Yesterday's QH covered in detail a number of new polls - and in particular the challenges with those polls.  Today, we have another poll that follows in the same meme.  CBS / New York Times / Quinnipiac partnered again to conduct a poll in three key swing states for the November election- Florida, Wisconsin, and Ohio.

The poll results show President Obama is still leading in all three swing states, but two of these, in Wisconsin and Florida, are a virtual tie.  The results for Ohio continue to show the President with a 6 point lead.  

These numbers reflect a narrowing of the race - but when one looks deeper into the details of the poll that aren't listed in the usual newspaper articles, there remains a huge red flag for the President.  The catch, as always, is in the samples.  Ed Morrissey, at the above link to Hot Air, lays it out:
What do the partisan splits in the samples look like? Let’s lay out all three states and compare the D/R/I of this poll to 2008 and 2010:

• Florida: 34/28/32; 2008 37/34/29, 2010 36/36/28

• Ohio: 34/26/34; 2008 39/31/30, 2010 36/37/28

• Wisconsin: 32/28/33; 2008 39/33/29, 2010 37/36/28

Once again, we have a significant under-representation of Republicans in all three states, especially against the 2010 model. And yet, Barack Obama doesn’t seem to be faring too well even with the boost.
In Florida's sample, Republican turnout in this poll is 6 points smaller than the 2008 actual turnout and 8 points smaller than the 2010 turnout.

In Ohio's sample, Republican turnout modeled in this poll is 5 points smaller than 2008's actual turnout and 11 points smaller than the 2010 turnout.

In Wisconsin's sample, the Republican turnout modeled in this poll is also 5 points smaller than 2008's actual turnout and 8 points smaller than the 2010 turnout.

Are we really to believe that GOP enthusiasm this year is that much lower than it was in 2008?  Let alone 2010?  With that answer - then ask yourself if these numbers are really good news for the Obama team?

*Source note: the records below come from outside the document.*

//! Integration tests for the demo suite.
//!
//! Each demo circuit is run on the local simulator with a fixed seed and
//! checked against its documented outcome.

use qsim_adapter_sim::SimulatorBackend;
use qsim_demos::{all_demos, histogram_lines, superposition, toffoli};
use qsim_hal::{Backend, Counts, RunOptions};

fn options() -> RunOptions {
    RunOptions::shots(2000).unwrap().with_seed(8)
}

/// Every demo circuit is measured and runnable.
#[test]
fn test_all_demos_run() {
    let backend = SimulatorBackend::new();
    for demo in all_demos().unwrap() {
        assert!(demo.circuit.has_measurement(), "{} unmeasured", demo.name);
        let result = backend.run(&demo.circuit, &options()).unwrap();
        assert_eq!(result.counts().total_shots(), 2000, "{}", demo.name);
    }
}

/// Toffoli demo always reads all ones.
#[test]
fn test_toffoli_demo() {
    let result = SimulatorBackend::new()
        .run(&toffoli().unwrap(), &options())
        .unwrap();
    assert_eq!(result.counts().get("111"), 2000);
}

/// Superposition demo splits between "00" and "10".
#[test]
fn test_superposition_demo() {
    let result = SimulatorBackend::new()
        .run(&superposition().unwrap(), &options())
        .unwrap();
    let counts = result.counts();
    assert_eq!(counts.get("00") + counts.get("10"), 2000);
    assert!((result.frequency("10") - 0.5).abs() < 0.05);
}

/// Histogram lines are ordered by count.
#[test]
fn test_histogram_lines() {
    let counts: Counts = [("01".to_string(), 1), ("11".to_string(), 3)]
        .into_iter()
        .collect();
    let lines = histogram_lines(&counts, 4);
    assert_eq!(lines.len(), 2);
    assert!(lines[0].starts_with("11 ███ 3"));
    assert!(lines[1].starts_with("01 █ 1"));
}
//! Measurement histograms and execution results.

use num_complex::Complex64;
use rustc_hash::FxHashMap;
use serde::Serialize;

use crate::error::{HalError, HalResult};

/// Histogram of observed bitstrings.
///
/// Bitstrings list the measured qubits in ascending index order, lowest
/// qubit first: for a register where qubit 0 reads 1 and qubit 1 reads 0 the
/// key is `"10"`.
#[derive(Debug, Clone, Default, PartialEq, Eq, Serialize)]
#[serde(transparent)]
pub struct Counts {
    counts: FxHashMap<String, u64>,
}

impl Counts {
    /// Create an empty histogram.
    pub fn new() -> Self {
        Self::default()
    }

    /// Add `count` observations of `bitstring`.
    pub fn insert(&mut self, bitstring: impl Into<String>, count: u64) {
        *self.counts.entry(bitstring.into()).or_insert(0) += count;
    }

    /// Observations of `bitstring` (0 if never seen).
    pub fn get(&self, bitstring: &str) -> u64 {
        self.counts.get(bitstring).copied().unwrap_or(0)
    }

    /// Sum of all counts.
    pub fn total_shots(&self) -> u64 {
        self.counts.values().sum()
    }

    /// Number of distinct bitstrings observed.
    pub fn len(&self) -> usize {
        self.counts.len()
    }

    /// Check if nothing was observed.
    pub fn is_empty(&self) -> bool {
        self.counts.is_empty()
    }

    /// Iterate over `(bitstring, count)` pairs in arbitrary order.
    pub fn iter(&self) -> impl Iterator<Item = (&String, &u64)> {
        self.counts.iter()
    }

    /// Pairs sorted by descending count, ties broken by bitstring.
    pub fn sorted(&self) -> Vec<(&String, &u64)> {
        let mut entries: Vec<_> = self.counts.iter().collect();
        entries.sort_by(|a, b| b.1.cmp(a.1).then_with(|| a.0.cmp(b.0)));
        entries
    }

    /// The most frequently observed bitstring.
    pub fn most_frequent(&self) -> Option<(&String, &u64)> {
        self.sorted().into_iter().next()
    }

    /// Empirical frequency of `bitstring` (0.0 for an empty histogram).
    pub fn probability(&self, bitstring: &str) -> f64 {
        let total = self.total_shots();
        if total == 0 {
            return 0.0;
        }
        self.get(bitstring) as f64 / total as f64
    }

    /// Add every count of `other` into this histogram.
    pub fn merge(&mut self, other: Counts) {
        for (bitstring, count) in other.counts {
            self.insert(bitstring, count);
        }
    }
}

impl FromIterator<(String, u64)> for Counts {
    fn from_iter<I: IntoIterator<Item = (String, u64)>>(iter: I) -> Self {
        let mut counts = Counts::new();
        for (bitstring, count) in iter {
            counts.insert(bitstring, count);
        }
        counts
    }
}

/// Outcome of a completed run.
///
/// Read-only once built: the histogram always sums to `shots`.
#[derive(Debug, Clone, Serialize)]
pub struct ExecutionResult {
    counts: Counts,
    shots: u32,
    #[serde(skip_serializing_if = "Option::is_none")]
    execution_time_ms: Option<u64>,
    #[serde(skip_serializing_if = "Option::is_none")]
    metadata: Option<serde_json::Value>,
    #[serde(skip_serializing_if = "Option::is_none")]
    statevector: Option<Vec<Complex64>>,
}

impl ExecutionResult {
    /// Wrap a histogram, checking that it accounts for every shot.
    pub fn new(counts: Counts, shots: u32) -> HalResult<Self> {
        let got = counts.total_shots();
        if got != u64::from(shots) {
            return Err(HalError::CountsMismatch {
                expected: u64::from(shots),
                got,
            });
        }
        Ok(Self {
            counts,
            shots,
            execution_time_ms: None,
            metadata: None,
            statevector: None,
        })
    }

    /// Attach the wall-clock execution time.
    #[must_use]
    pub fn with_execution_time(mut self, time_ms: u64) -> Self {
        self.execution_time_ms = Some(time_ms);
        self
    }

    /// Attach backend-specific metadata.
    #[must_use]
    pub fn with_metadata(mut self, metadata: serde_json::Value) -> Self {
        self.metadata = Some(metadata);
        self
    }

    /// Attach the final amplitudes for diagnostics.
    #[must_use]
    pub fn with_statevector(mut self, amplitudes: Vec<Complex64>) -> Self {
        self.statevector = Some(amplitudes);
        self
    }

    /// The measurement histogram.
    pub fn counts(&self) -> &Counts {
        &self.counts
    }

    /// Number of shots taken.
    pub fn shots(&self) -> u32 {
        self.shots
    }

    /// Empirical frequency of `bitstring`.
    pub fn frequency(&self, bitstring: &str) -> f64 {
        self.counts.probability(bitstring)
    }

    /// Wall-clock execution time, if recorded.
    pub fn execution_time_ms(&self) -> Option<u64> {
        self.execution_time_ms
    }

    /// Backend metadata, if any.
    pub fn metadata(&self) -> Option<&serde_json::Value> {
        self.metadata.as_ref()
    }

    /// Final amplitudes, if requested.
    pub fn statevector(&self) -> Option<&[Complex64]> {
        self.statevector.as_deref()
    }
}

#[cfg(test)]
mod tests {
    use super::*;

    #[test]
    fn test_counts_accumulate() {
        let mut counts = Counts::new();
        counts.insert("00", 3);
        counts.insert("11", 5);
        counts.insert("00", 2);

        assert_eq!(counts.get("00"), 5);
        assert_eq!(counts.get("01"), 0);
        assert_eq!(counts.total_shots(), 10);
        assert_eq!(counts.len(), 2);
        assert_eq!(counts.probability("11"), 0.5);
    }

    #[test]
    fn test_sorted_and_most_frequent() {
        let counts: Counts = [("01".to_string(), 4), ("10".to_string(), 4), ("11".to_string(), 9)]
            .into_iter()
            .collect();

        let sorted: Vec<_> = counts.sorted().into_iter().map(|(k, v)| (k.as_str(), *v)).collect();
        assert_eq!(sorted, vec![("11", 9), ("01", 4), ("10", 4)]);
        assert_eq!(counts.most_frequent().map(|(k, _)| k.as_str()), Some("11"));
        assert!(Counts::new().most_frequent().is_none());
    }

    #[test]
    fn test_merge() {
        let mut a: Counts = [("0".to_string(), 1)].into_iter().collect();
        let b: Counts = [("0".to_string(), 2), ("1".to_string(), 7)].into_iter().collect();
        a.merge(b);
        assert_eq!(a.get("0"), 3);
        assert_eq!(a.get("1"), 7);
    }

    #[test]
    fn test_result_requires_exact_total() {
        let counts: Counts = [("0".to_string(), 99)].into_iter().collect();
        let err = ExecutionResult::new(counts, 100).unwrap_err();
        assert!(matches!(
            err,
            HalError::CountsMismatch {
                expected: 100,
                got: 99
            }
        ));
    }

    #[test]
    fn test_result_accessors() {
        let counts: Counts = [("1".to_string(), 10)].into_iter().collect();
        let result = ExecutionResult::new(counts, 10)
            .unwrap()
            .with_execution_time(3)
            .with_metadata(serde_json::json!({"seed": 7}));

        assert_eq!(result.shots(), 10);
        assert_eq!(result.frequency("1"), 1.0);
        assert_eq!(result.execution_time_ms(), Some(3));
        assert_eq!(result.metadata().unwrap()["seed"], 7);
        assert!(result.statevector().is_none());

        let json = serde_json::to_value(&result).unwrap();
        assert_eq!(json["counts"]["1"], 10);
        assert_eq!(json["shots"], 10);
    }
}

When you don't have much to run on, your only options left are to lie (see above Stephanie Cutter) or disrupt...
Bucking protocol, President Obama and the Democrats are planning a full-scale assault on Republicans next week during their convention.

Presidential candidates have traditionally kept a low profile during their opponent’s nominating celebration, but Democrats are throwing those rules out the window in an attempt to spoil Mitt Romney’s coronation as the GOP nominee.

President Obama, Vice President Biden and leading congressional Democrats have all scheduled high-profile events next week to counter-program the Republican gathering in Tampa.

Even first lady Michelle Obama is in on the act, scheduling an appearance on the “David Letterman Show” smack in the middle of Romney’s nominating bash.
Ah, staying classy.

Today in History

1305 - Scot patriot William Wallace was executed via being hung, drawn, and quartered in London.

1929 - The Hebron massacre takes place during the 1929 riots - Arabs attack the Jewish community of Hebron inside the British Mandate of Palestine - killing 65 to 68 Jews and forcing all of the others in the Jewish community to leave the city.

1939 - German Foreign Minister Joachim von Ribbentrop and Soviet Foreign Minister Vyacheslav Molotov sign a non-aggression pact which gives Hitler free reign to deal with Poland and a possible war with Britain and France without concerns of a two front war.  In return, Hitler agrees to not only partition Poland, but defines a secret protocol to divide all of Central and Eastern Europe into 'spheres of influence'.  This sets the stage for the November 1939 Soviet invasion of Finland and the 1940 Soviet occupation / annexation of Latvia, Lithuania, and Estonia.

1942 - German forces begin their assault on the Soviet industrial city of Stalingrad

1944 - The French port city of Marseilles is liberated by U.S. troops.

1958 - The Second Taiwan Strait Crisis begins as the People's Republic of China resumes massive artillery bombardment and the blockade of Quemoy and Matus Islands - owned and occupied by the Republic of China (Taiwan).  The PRC is attempting to intimidate Taiwan into pulling out of the islands and demonstrate independence in actions from the USSR.  U.S. President Eisenhower responds by indicating that the U.S. would support the Republic of China to defend the islands and deployed naval forces to the area.